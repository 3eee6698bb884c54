use ratatui::layout::{Constraint, Direction, Layout, Rect};

/// Header bar, body, and a footer sized to fit the key hints.
pub struct AppLayout {
    pub header: Rect,
    pub main: Rect,
    pub footer: Rect,
}

impl AppLayout {
    pub fn new(area: Rect, footer_lines: u16) -> Self {
        let vertical = Layout::default()
            .direction(Direction::Vertical)
            .constraints([
                Constraint::Length(1),
                Constraint::Min(5),
                Constraint::Length(footer_lines.max(1)),
            ])
            .split(area);

        Self {
            header: vertical[0],
            main: vertical[1],
            footer: vertical[2],
        }
    }
}

pub fn pack_hint_lines(hints: &[&str], width: usize) -> Vec<String> {
    if width == 0 || hints.is_empty() {
        return Vec::new();
    }

    let prefix = " ";
    let separator = "  ";
    let mut out: Vec<String> = Vec::new();
    let mut current = prefix.to_string();
    let mut has_hint = false;

    for hint in hints.iter().filter(|h| !h.is_empty()) {
        let candidate = if has_hint {
            format!("{current}{separator}{hint}")
        } else {
            format!("{current}{hint}")
        };
        if candidate.chars().count() <= width || !has_hint {
            current = candidate;
        } else {
            out.push(current);
            current = format!("{prefix}{hint}");
        }
        has_hint = true;
    }

    if has_hint {
        out.push(current);
    }
    out
}

pub fn centered_rect(percent_x: u16, percent_y: u16, area: Rect) -> Rect {
    const MIN_POPUP_WIDTH: u16 = 48;
    const MIN_POPUP_HEIGHT: u16 = 12;

    let requested_w = area.width.saturating_mul(percent_x.min(100)) / 100;
    let requested_h = area.height.saturating_mul(percent_y.min(100)) / 100;

    let target_w = requested_w.max(MIN_POPUP_WIDTH).min(area.width);
    let target_h = requested_h.max(MIN_POPUP_HEIGHT).min(area.height);

    let left = area
        .x
        .saturating_add((area.width.saturating_sub(target_w)) / 2);
    let top = area
        .y
        .saturating_add((area.height.saturating_sub(target_h)) / 2);

    Rect::new(left, top, target_w, target_h)
}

### Exercise
Give again each line shown above, keeping every word as it is.

### Completed task
repository 3eee6698bb884c54
use ratatui::layout::{Constraint, Direction, Layout, Rect};

/// Header bar, body, and a footer sized to fit the key hints.
pub struct AppLayout {
    pub header: Rect,
    pub main: Rect,
    pub footer: Rect,
}

impl AppLayout {
    pub fn new(area: Rect, footer_lines: u16) -> Self {
        let vertical = Layout::default()
            .direction(Direction::Vertical)
            .constraints([
                Constraint::Length(1),
                Constraint::Min(5),
                Constraint::Length(footer_lines.max(1)),
            ])
            .split(area);

        Self {
            header: vertical[0],
            main: vertical[1],
            footer: vertical[2],
        }
    }
}

pub fn pack_hint_lines(hints: &[&str], width: usize) -> Vec<String> {
    if width == 0 || hints.is_empty() {
        return Vec::new();
    }

    let prefix = " ";
    let separator = "  ";
    let mut out: Vec<String> = Vec::new();
    let mut current = prefix.to_string();
    let mut has_hint = false;

    for hint in hints.iter().filter(|h| !h.is_empty()) {
        let candidate = if has_hint {
            format!("{current}{separator}{hint}")
        } else {
            format!("{current}{hint}")
        };
        if candidate.chars().count() <= width || !has_hint {
            current = candidate;
        } else {
            out.push(current);
            current = format!("{prefix}{hint}");
        }
        has_hint = true;
    }

    if has_hint {
        out.push(current);
    }
    out
}

pub fn centered_rect(percent_x: u16, percent_y: u16, area: Rect) -> Rect {
    const MIN_POPUP_WIDTH: u16 = 48;
    const MIN_POPUP_HEIGHT: u16 = 12;

    let requested_w = area.width.saturating_mul(percent_x.min(100)) / 100;
    let requested_h = area.height.saturating_mul(percent_y.min(100)) / 100;

    let target_w = requested_w.max(MIN_POPUP_WIDTH).min(area.width);
    let target_h = requested_h.max(MIN_POPUP_HEIGHT).min(area.height);

    let left = area
        .x
        .saturating_add((area.width.saturating_sub(target_w)) / 2);
    let top = area
        .y
        .saturating_add((area.height.saturating_sub(target_h)) / 2);

    Rect::new(left, top, target_w, target_h)
}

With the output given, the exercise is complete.